Endogenous Growth
Links with the ‘New Geography’

A surprising and unfortunate characteristic of work on endogenous growth (or ‘new growth theory’) and the ‘new geography’ is that, despite their growing importance within economics, the two research agendas have so far been kept separate. The separation is surprising because the two literatures ask related questions, and unfortunate because, in the case of the new geography, it leads to the analysis of location dynamics which are based on the redistribution of a given amount of resources, while in the case of endogenous growth, the absence of a geographical dimension contradicts a point stressed by Lucas (1988), namely that the economic mechanism at the origin of endogenous growth requires social interactions or external effects which are mostly local in nature.

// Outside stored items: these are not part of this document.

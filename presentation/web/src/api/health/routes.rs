use std::sync::Arc;

use chrono::Utc;
use poem_openapi::{Object, OpenApi, payload::Json};
use serde::{Deserialize, Serialize};
use tokio::sync::Mutex;

use business::application::inventory::store::InventoryStore;

use crate::api::tags::ApiTags;

/// Health check response
#[derive(Debug, Clone, Serialize, Deserialize, Object)]
pub struct HealthCheckResponse {
    /// Service status
    pub status: String,
    /// Current server timestamp
    pub timestamp: String,
    /// Service version
    pub version: String,
    /// Number of stored products
    pub products: u64,
}

/// Liveness endpoint for process supervisors and load balancers.
pub struct HealthApi {
    store: Arc<Mutex<InventoryStore>>,
}

impl HealthApi {
    pub fn new(store: Arc<Mutex<InventoryStore>>) -> Self {
        Self { store }
    }
}

#[OpenApi]
impl HealthApi {
    /// Health check endpoint
    ///
    /// ## Response
    /// - `status`: "healthy" if service is running
    /// - `timestamp`: Current server timestamp in ISO 8601 format
    /// - `version`: Service version from Cargo.toml
    /// - `products`: Records currently held by the inventory
    #[oai(path = "/health", method = "get", tag = "ApiTags::Health")]
    async fn health_check(&self) -> Json<HealthCheckResponse> {
        let products = self.store.lock().await.products().len() as u64;
        Json(HealthCheckResponse {
            status: "healthy".to_string(),
            timestamp: Utc::now().to_rfc3339(),
            version: env!("CARGO_PKG_VERSION").to_string(),
            products,
        })
    }
}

In Discussion Paper No. 1523, Philippe Martin and Gianmarco Ottaviano construct a model of endogenous growth and endogenous industry location where the two interact. They show that, with global spillovers in R&D, a high growth rate and a high level of transaction costs are associated with relocation of newly created firms to the south (the location with a low initial human capital). With local spillovers in R&D, this activity will be agglomerated in the north and the rate of innovation will increase with the concentration of firms in the north. This, in turn, implies that a decrease of transaction costs through, for example, trade integration, will increase the growth rate, because it leads to a higher industrial concentration of firms where the R&D is located. They show that industrial concentration improves welfare only for low enough transaction costs and high enough spillovers.


Growing Locations: Industry Location in a Model of Endogenous Growth
Philippe Martin and Gianmarco I P Ottaviano

Discussion Paper No. 1523, November 1996 (IM/IT)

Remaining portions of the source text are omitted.